Dans la dernière partie de cette thèse, nous avons étudié l'expression Endoglin (ENG) - aussi connues sous le nom de CD105 – dans le modèle murin de GIST KitK641E, dans les GIST humains et dans le modèle cellulaire murin Ba/F3 in vitro. ENG est une glycoprotéine transmembraire et un composant auxiliaire du complexe du récepteur au TGF-. ENG est exprimé de manière prépondérante au niveau de l'endothélium vasculaire et des cellules hématopoïétiques. De manière originale, nous avons localisé Eng-ir dans les ICC Kit+ dans l'antre gastrique murin, une observation en accord avec l'expression déjà publiée de l'ARN messager de Eng dans les ICC Kit+ isolées de l'intestin grêle murin. Chez les souris KitK641E, the l'hyperplasie des cellules Kit+ rendait Eng-ir encore plus évidente. 26/49 cas de GIST humains étaient positifs pour ENG-ir. Un fort marquage ENG-ir était associé aux tumeurs malignes ou de haut risque, alors que les tumeurs négatives pour ENG-ir étaient principalement de type épithélioïde ou présentaient une mutation du récepteur alpha au PDGF. Dans le modèle cellulaire Ba/F3, la surexpression de l'ARN messager d'Eng par les mutants oncogéniques de KIT s'est révélée - de manière fort surprenante - être indépendante de l'activation de Kit et elle semblerait plutôt faire intervenir les mécanismes de méthylation de l'ADN (Chapitre 6).

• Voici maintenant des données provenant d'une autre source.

//! Error types for idseek

use thiserror::Error;

/// Result type alias for idseek operations
pub type Result<T> = std::result::Result<T, IdseekError>;

/// Error types that can occur in idseek
#[derive(Debug, Error)]
pub enum IdseekError {
    /// I/O error
    #[error("I/O error: {0}")]
    Io(#[from] std::io::Error),

    /// Compression/decompression error
    #[error("Compression error: {0}")]
    Compression(String),

    /// A line exceeded the maximum buffer size
    #[error("Line {line} exceeds maximum length of {limit} bytes")]
    LineTooLong {
        /// 1-based line number in the decompressed stream
        line: usize,
        /// Configured maximum line length in bytes
        limit: usize,
    },

    /// Requested ID-type is not valid for the chosen mapping format
    #[error("Invalid ID-type '{id_type}'. Choose from one of the following: {valid}")]
    InvalidIdType {
        /// The rejected label
        id_type: String,
        /// Space-joined list of accepted labels
        valid: String,
    },

    /// Mapping file basename matches neither known format
    #[error(
        "Unrecognized mapping file '{0}': expected a basename of 'idmapping' or 'idmapping_selected'"
    )]
    UnknownMapFile(String),

    /// Accession CSV contained no usable accessions
    #[error("No accessions found in '{0}'")]
    EmptyAccessions(String),
}
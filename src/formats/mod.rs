//! UniProtKB ID-mapping file formats.
//!
//! UniProt distributes its cross-reference tables in two gzip-compressed,
//! tab-delimited layouts (see the idmapping README on the UniProt FTP site):
//!
//! - **`idmapping.dat.gz`** (free-form): three columns per line,
//!   `accession<TAB>idtype<TAB>id`, one mapped identifier per line.
//! - **`idmapping_selected.tab.gz`** (fixed-column): one row per accession
//!   with a fixed 23-column layout, each column holding the identifiers of
//!   one external database (semicolon-separated when multiple).
//!
//! # Fixed-column layout
//!
//! | Field | Column | Field | Column |
//! |---|---|---|---|
//! | UniProtKB-AC | 0 | PIR | 11 |
//! | UniProtKB-ID | 1 | NCBI-taxon | 12 |
//! | EntrezGene | 2 | MIM | 13 |
//! | RefSeq | 3 | UniGene | 15 |
//! | GI | 4 | PubMed | 16 |
//! | PDB | 5 | EMBL | 17 |
//! | GO | 6 | EMBL-CDS | 18 |
//! | UniRef100 | 7 | Ensembl | 19 |
//! | UniRef90 | 8 | Ensembl_TRS | 20 |
//! | UniRef50 | 9 | Ensembl_PRO | 21 |
//! | UniParc | 10 | Additional_PubMed | 22 |
//!
//! Column 14 is unused in current releases.
//!
//! # Examples
//!
//! ```
//! use idseek::formats::MappingFormat;
//!
//! let format = MappingFormat::from_path("data/idmapping_selected.tab.gz").unwrap();
//! assert_eq!(format, MappingFormat::Selected);
//! assert_eq!(format.column("GO"), Some(6));
//! ```

use crate::error::{IdseekError, Result};
use std::path::Path;

/// Known ID-type labels in the free-form `idmapping.dat` format.
///
/// Taken from the UniProt idmapping README; a requested `--id-type` must be
/// one of these when filtering the free-form file.
pub const DAT_ID_TYPES: &[&str] = &[
    "UniProtKB-ID",
    "Allergome",
    "ArachnoServer",
    "Araport",
    "BioCyc",
    "BioGRID",
    "BioMuta",
    "CCDS",
    "CGD",
    "ChEMBL",
    "ChiTaRS",
    "CLAE",
    "ComplexPortal",
    "CPTAC",
    "CRC64",
    "dictyBase",
    "DIP",
    "DisProt",
    "DMDM",
    "DNASU",
    "DrugBank",
    "EchoBASE",
    "eggNOG",
    "EMBL",
    "EMBL-CDS",
    "Ensembl",
    "EnsemblGenome",
    "EnsemblGenome_PRO",
    "EnsemblGenome_TRS",
    "Ensembl_PRO",
    "Ensembl_TRS",
    "ESTHER",
    "FlyBase",
    "GeneCards",
    "GeneID",
    "Gene_Name",
    "Gene_OrderedLocusName",
    "Gene_ORFName",
    "GeneReviews",
    "Gene_Synonym",
    "GeneTree",
    "GeneWiki",
    "GenomeRNAi",
    "GI",
    "GlyConnect",
    "GuidetoPHARMACOLOGY",
    "HGNC",
    "HOGENOM",
    "IDEAL",
    "KEGG",
    "LegioList",
    "Leproma",
    "MaizeGDB",
    "MEROPS",
    "MGI",
    "MIM",
    "MINT",
    "NCBI_TaxID",
    "neXtProt",
    "OMA",
    "Orphanet",
    "OrthoDB",
    "PATRIC",
    "PDB",
    "PeroxiBase",
    "PharmGKB",
    "PHI-base",
    "PlantReactome",
    "PomBase",
    "ProteomicsDB",
    "PseudoCAP",
    "Reactome",
    "RefSeq",
    "RefSeq_NT",
    "RGD",
    "SGD",
    "STRING",
    "SwissLipids",
    "TAIR",
    "TCDB",
    "TreeFam",
    "TubercuList",
    "UCSC",
    "UniParc",
    "UniPathway",
    "UniRef100",
    "UniRef50",
    "UniRef90",
    "VEuPathDB",
    "VGNC",
    "WBParaSite",
    "WBParaSite_TRS_PRO",
    "World-2DPAGE",
    "WormBase",
    "WormBase_PRO",
    "WormBase_TRS",
    "Xenbase",
    "ZFIN",
];

/// Field name and zero-based column index pairs for `idmapping_selected.tab`.
///
/// Column 14 is intentionally absent (unused in current UniProt releases).
pub const SELECTED_COLUMNS: &[(&str, usize)] = &[
    ("UniProtKB-AC", 0),
    ("UniProtKB-ID", 1),
    ("EntrezGene", 2),
    ("RefSeq", 3),
    ("GI", 4),
    ("PDB", 5),
    ("GO", 6),
    ("UniRef100", 7),
    ("UniRef90", 8),
    ("UniRef50", 9),
    ("UniParc", 10),
    ("PIR", 11),
    ("NCBI-taxon", 12),
    ("MIM", 13),
    ("UniGene", 15),
    ("PubMed", 16),
    ("EMBL", 17),
    ("EMBL-CDS", 18),
    ("Ensembl", 19),
    ("Ensembl_TRS", 20),
    ("Ensembl_PRO", 21),
    ("Additional_PubMed", 22),
];

/// Which of the two UniProt mapping layouts a file uses.
#[derive(Debug, Clone, Copy, PartialEq, Eq)]
pub enum MappingFormat {
    /// Free-form `idmapping.dat`: `accession<TAB>idtype<TAB>id` per line
    Dat,
    /// Fixed-column `idmapping_selected.tab`: one 23-column row per accession
    Selected,
}

impl MappingFormat {
    /// Detect the format from a file path.
    ///
    /// The basename (lower-cased, up to the first `.`) selects the layout:
    /// `idmapping` is free-form, `idmapping_selected` is fixed-column.
    /// Returns `None` for anything else.
    ///
    /// # Examples
    ///
    /// ```
    /// use idseek::formats::MappingFormat;
    ///
    /// assert_eq!(
    ///     MappingFormat::from_path("/data/IDmapping.dat.gz"),
    ///     Some(MappingFormat::Dat)
    /// );
    /// assert_eq!(MappingFormat::from_path("notes.txt"), None);
    /// ```
    pub fn from_path<P: AsRef<Path>>(path: P) -> Option<Self> {
        let name = path.as_ref().file_name()?.to_str()?.to_lowercase();
        match name.split('.').next() {
            Some("idmapping") => Some(MappingFormat::Dat),
            Some("idmapping_selected") => Some(MappingFormat::Selected),
            _ => None,
        }
    }

    /// Like [`MappingFormat::from_path`], but unrecognized basenames are an error.
    pub fn try_from_path<P: AsRef<Path>>(path: P) -> Result<Self> {
        Self::from_path(&path)
            .ok_or_else(|| IdseekError::UnknownMapFile(path.as_ref().display().to_string()))
    }

    /// Known ID-type/field labels accepted for this format.
    pub fn known_id_types(&self) -> &'static [&'static str] {
        match self {
            MappingFormat::Dat => DAT_ID_TYPES,
            MappingFormat::Selected => {
                static NAMES: std::sync::OnceLock<Vec<&'static str>> = std::sync::OnceLock::new();
                NAMES.get_or_init(|| SELECTED_COLUMNS.iter().map(|(name, _)| *name).collect())
            }
        }
    }

    /// Zero-based column index of a fixed-column field, or `None` if the
    /// field is unknown or this is the free-form format.
    pub fn column(&self, field: &str) -> Option<usize> {
        match self {
            MappingFormat::Dat => None,
            MappingFormat::Selected => SELECTED_COLUMNS
                .iter()
                .find(|(name, _)| *name == field)
                .map(|(_, idx)| *idx),
        }
    }

    /// CSV header line for output produced from this format.
    ///
    /// The free-form format always emits `accession,idtype,id`; the
    /// fixed-column format prepends `accession` to the requested fields.
    pub fn csv_header(&self, fields: &[String]) -> String {
        match self {
            MappingFormat::Dat => "accession,idtype,id".to_string(),
            MappingFormat::Selected => {
                let mut cols = Vec::with_capacity(fields.len() + 1);
                cols.push("accession");
                cols.extend(fields.iter().map(String::as_str));
                cols.join(",")
            }
        }
    }

    /// Validate that every requested label is known for this format.
    ///
    /// Runs before any mapping file is opened so that a typo fails fast.
    ///
    /// # Errors
    ///
    /// Returns [`IdseekError::InvalidIdType`] naming the first bad label.
    pub fn validate_id_types(&self, requested: &[String]) -> Result<()> {
        let valid = self.known_id_types();
        for id_type in requested {
            if !valid.contains(&id_type.as_str()) {
                return Err(IdseekError::InvalidIdType {
                    id_type: id_type.clone(),
                    valid: valid.join(" "),
                });
            }
        }
        Ok(())
    }
}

En conclusion, nous avons caractérisé de manière originale trois gènes, NTSR1, TPBG/5T4 et SPRY4 qui offrent chacun des perspectives prometteuses dans les GIST, en particulier NTSR1 qui est exprimé dans les GIST indistinctement du status de mutations oncogéniques. L'utilisation de ligands de NTSR1 pour l'imagerie médicale ou pour des interventions thérapeutiques ciblées ayant déjà été rapportée dans la littérature pour d'autres types de tumeurs, cette découverte ouvre à court terme la voie à des études (pré)cliniques similaires dans les GITS.

Notre étude a aussi attiré de manière originale l'attention sur l'expression d’ENG dans les ICC KIT+ et les GIST. ENG étant déjà considérée actuellement comme une cible thérapeutique potentielle pour le traitement de certains cancers, l'expression d'ENG et sa régulation appellent certainement des études complémentaires dans les GIST.